Aim of the exercise: Copy the records below without altering a single word.

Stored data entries
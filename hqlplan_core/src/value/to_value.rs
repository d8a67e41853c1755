/*
 *
 *  *
 *  *      Copyright (c) 2018-2025, SnackCloud All rights reserved.
 *  *
 *  *   Redistribution and use in source and binary forms, with or without
 *  *   modification, are permitted provided that the following conditions are met:
 *  *
 *  *   Redistributions of source code must retain the above copyright notice,
 *  *   this list of conditions and the following disclaimer.
 *  *   Redistributions in binary form must reproduce the above copyright
 *  *   notice, this list of conditions and the following disclaimer in the
 *  *   documentation and/or other materials provided with the distribution.
 *  *   Neither the name of the www.snackcloud.cn developer nor the names of its
 *  *   contributors may be used to endorse or promote products derived from
 *  *   this software without specific prior written permission.
 *  *   Author: SnackCloud
 *  *
 *
 */
use crate::HqlValue;
use chrono::{NaiveDate, NaiveDateTime, NaiveTime};
use indexmap::IndexMap;
use serde_json::Value as JsonValue;
use std::collections::{BTreeSet, HashSet};
use uuid::Uuid;

pub trait IntoHqlValue {
    fn into_value(&self) -> HqlValue;
}

// Implement conversion for base types
macro_rules! impl_into_hql_value {
    ($($ty:ty => $variant:ident),*) => {
        $(
            impl IntoHqlValue for $ty {
                fn into_value(&self) -> HqlValue {
                    HqlValue::$variant(self.to_owned())
                }
            }
        )*
    };
}

macro_rules! impl_widened_to_value {
    ($ty:ty, $variant:ident, $target:ident) => {
        impl IntoHqlValue for $ty {
            fn into_value(&self) -> HqlValue {
                HqlValue::$variant(*self as $target)
            }
        }
    };
}

impl_widened_to_value!(i8, Int, i32);
impl_widened_to_value!(i16, Int, i32);
impl_widened_to_value!(u8, Int, i32);
impl_widened_to_value!(u16, Int, i32);
impl_widened_to_value!(u32, Bigint, i64);
impl_widened_to_value!(u64, Bigint, i64);
impl_widened_to_value!(usize, Bigint, i64);
impl_widened_to_value!(isize, Bigint, i64);
impl_widened_to_value!(f32, Double, f64);

impl_into_hql_value! {
    bool => Bool,
    i32 => Int,
    i64 => Bigint,
    f64 => Double,
    Vec<u8> => Blob,
    char => Char,
    String => Text,
    JsonValue => Json,
    Uuid => Uuid,
    NaiveDate => Date,
    NaiveTime => Time,
    NaiveDateTime => DateTime
}

impl IntoHqlValue for &str {
    fn into_value(&self) -> HqlValue {
        HqlValue::Text(self.to_string())
    }
}

impl IntoHqlValue for HqlValue {
    fn into_value(&self) -> HqlValue {
        self.clone()
    }
}

impl IntoHqlValue for () {
    fn into_value(&self) -> HqlValue {
        HqlValue::Null
    }
}

impl<T: IntoHqlValue> IntoHqlValue for Option<T> {
    fn into_value(&self) -> HqlValue {
        match self {
            Some(val) => val.into_value(),
            None => HqlValue::Null,
        }
    }
}

impl<T: IntoHqlValue> IntoHqlValue for &T {
    fn into_value(&self) -> HqlValue {
        (*self).into_value()
    }
}

impl<T: IntoHqlValue> IntoHqlValue for [T] {
    fn into_value(&self) -> HqlValue {
        HqlValue::List(self.iter().map(IntoHqlValue::into_value).collect())
    }
}

macro_rules! impl_collection_to_value {
    ($($coll:ident),*) => {
        $(
            impl<T: IntoHqlValue> IntoHqlValue for $coll<T> {
                fn into_value(&self) -> HqlValue {
                    HqlValue::List(self.iter().map(IntoHqlValue::into_value).collect())
                }
            }
        )*
    };
}

impl_collection_to_value!(HashSet, BTreeSet);

// Vec<u8> is a blob, so other vectors are listed one by one.
macro_rules! impl_vec_to_value {
    ($($ty:ty),*) => {
        $(
            impl IntoHqlValue for Vec<$ty> {
                fn into_value(&self) -> HqlValue {
                    HqlValue::List(self.iter().map(IntoHqlValue::into_value).collect())
                }
            }
        )*
    };
}

impl_vec_to_value!(bool, i32, i64, u32, u64, f64, String, &str, Uuid, NaiveDate, NaiveDateTime, HqlValue);

impl<V: IntoHqlValue> IntoHqlValue for IndexMap<String, V> {
    fn into_value(&self) -> HqlValue {
        HqlValue::Object(self.iter().map(|(k, v)| (k.clone(), v.into_value())).collect())
    }
}

#[cfg(test)]
mod tests {
    use super::*;

    #[test]
    fn test_into_value_widening() {
        assert_eq!(7u8.into_value(), HqlValue::Int(7));
        assert_eq!(7u64.into_value(), HqlValue::Bigint(7));
        assert_eq!("a".into_value(), HqlValue::Text("a".to_string()));
        assert_eq!(None::<i32>.into_value(), HqlValue::Null);
    }

    #[test]
    fn test_vectors_become_lists() {
        let value = vec![1i64, 2, 3].into_value();
        assert_eq!(value.cardinality(), 3);
        assert_eq!(vec![1u8, 2].into_value(), HqlValue::Blob(vec![1, 2]));
    }
}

Task result:
filename hqlplan_core/src/value/to_value.rs
repository d8a67e41853c1755
/*
 *
 *  *
 *  *      Copyright (c) 2018-2025, SnackCloud All rights reserved.
 *  *
 *  *   Redistribution and use in source and binary forms, with or without
 *  *   modification, are permitted provided that the following conditions are met:
 *  *
 *  *   Redistributions of source code must retain the above copyright notice,
 *  *   this list of conditions and the following disclaimer.
 *  *   Redistributions in binary form must reproduce the above copyright
 *  *   notice, this list of conditions and the following disclaimer in the
 *  *   documentation and/or other materials provided with the distribution.
 *  *   Neither the name of the www.snackcloud.cn developer nor the names of its
 *  *   contributors may be used to endorse or promote products derived from
 *  *   this software without specific prior written permission.
 *  *   Author: SnackCloud
 *  *
 *
 */
use crate::HqlValue;
use chrono::{NaiveDate, NaiveDateTime, NaiveTime};
use indexmap::IndexMap;
use serde_json::Value as JsonValue;
use std::collections::{BTreeSet, HashSet};
use uuid::Uuid;

pub trait IntoHqlValue {
    fn into_value(&self) -> HqlValue;
}

// Implement conversion for base types
macro_rules! impl_into_hql_value {
    ($($ty:ty => $variant:ident),*) => {
        $(
            impl IntoHqlValue for $ty {
                fn into_value(&self) -> HqlValue {
                    HqlValue::$variant(self.to_owned())
                }
            }
        )*
    };
}

macro_rules! impl_widened_to_value {
    ($ty:ty, $variant:ident, $target:ident) => {
        impl IntoHqlValue for $ty {
            fn into_value(&self) -> HqlValue {
                HqlValue::$variant(*self as $target)
            }
        }
    };
}

impl_widened_to_value!(i8, Int, i32);
impl_widened_to_value!(i16, Int, i32);
impl_widened_to_value!(u8, Int, i32);
impl_widened_to_value!(u16, Int, i32);
impl_widened_to_value!(u32, Bigint, i64);
impl_widened_to_value!(u64, Bigint, i64);
impl_widened_to_value!(usize, Bigint, i64);
impl_widened_to_value!(isize, Bigint, i64);
impl_widened_to_value!(f32, Double, f64);

impl_into_hql_value! {
    bool => Bool,
    i32 => Int,
    i64 => Bigint,
    f64 => Double,
    Vec<u8> => Blob,
    char => Char,
    String => Text,
    JsonValue => Json,
    Uuid => Uuid,
    NaiveDate => Date,
    NaiveTime => Time,
    NaiveDateTime => DateTime
}

impl IntoHqlValue for &str {
    fn into_value(&self) -> HqlValue {
        HqlValue::Text(self.to_string())
    }
}

impl IntoHqlValue for HqlValue {
    fn into_value(&self) -> HqlValue {
        self.clone()
    }
}

impl IntoHqlValue for () {
    fn into_value(&self) -> HqlValue {
        HqlValue::Null
    }
}

impl<T: IntoHqlValue> IntoHqlValue for Option<T> {
    fn into_value(&self) -> HqlValue {
        match self {
            Some(val) => val.into_value(),
            None => HqlValue::Null,
        }
    }
}

impl<T: IntoHqlValue> IntoHqlValue for &T {
    fn into_value(&self) -> HqlValue {
        (*self).into_value()
    }
}

impl<T: IntoHqlValue> IntoHqlValue for [T] {
    fn into_value(&self) -> HqlValue {
        HqlValue::List(self.iter().map(IntoHqlValue::into_value).collect())
    }
}

macro_rules! impl_collection_to_value {
    ($($coll:ident),*) => {
        $(
            impl<T: IntoHqlValue> IntoHqlValue for $coll<T> {
                fn into_value(&self) -> HqlValue {
                    HqlValue::List(self.iter().map(IntoHqlValue::into_value).collect())
                }
            }
        )*
    };
}

impl_collection_to_value!(HashSet, BTreeSet);

// Vec<u8> is a blob, so other vectors are listed one by one.
macro_rules! impl_vec_to_value {
    ($($ty:ty),*) => {
        $(
            impl IntoHqlValue for Vec<$ty> {
                fn into_value(&self) -> HqlValue {
                    HqlValue::List(self.iter().map(IntoHqlValue::into_value).collect())
                }
            }
        )*
    };
}

impl_vec_to_value!(bool, i32, i64, u32, u64, f64, String, &str, Uuid, NaiveDate, NaiveDateTime, HqlValue);

impl<V: IntoHqlValue> IntoHqlValue for IndexMap<String, V> {
    fn into_value(&self) -> HqlValue {
        HqlValue::Object(self.iter().map(|(k, v)| (k.clone(), v.into_value())).collect())
    }
}

#[cfg(test)]
mod tests {
    use super::*;

    #[test]
    fn test_into_value_widening() {
        assert_eq!(7u8.into_value(), HqlValue::Int(7));
        assert_eq!(7u64.into_value(), HqlValue::Bigint(7));
        assert_eq!("a".into_value(), HqlValue::Text("a".to_string()));
        assert_eq!(None::<i32>.into_value(), HqlValue::Null);
    }

    #[test]
    fn test_vectors_become_lists() {
        let value = vec![1i64, 2, 3].into_value();
        assert_eq!(value.cardinality(), 3);
        assert_eq!(vec![1u8, 2].into_value(), HqlValue::Blob(vec![1, 2]));
    }
}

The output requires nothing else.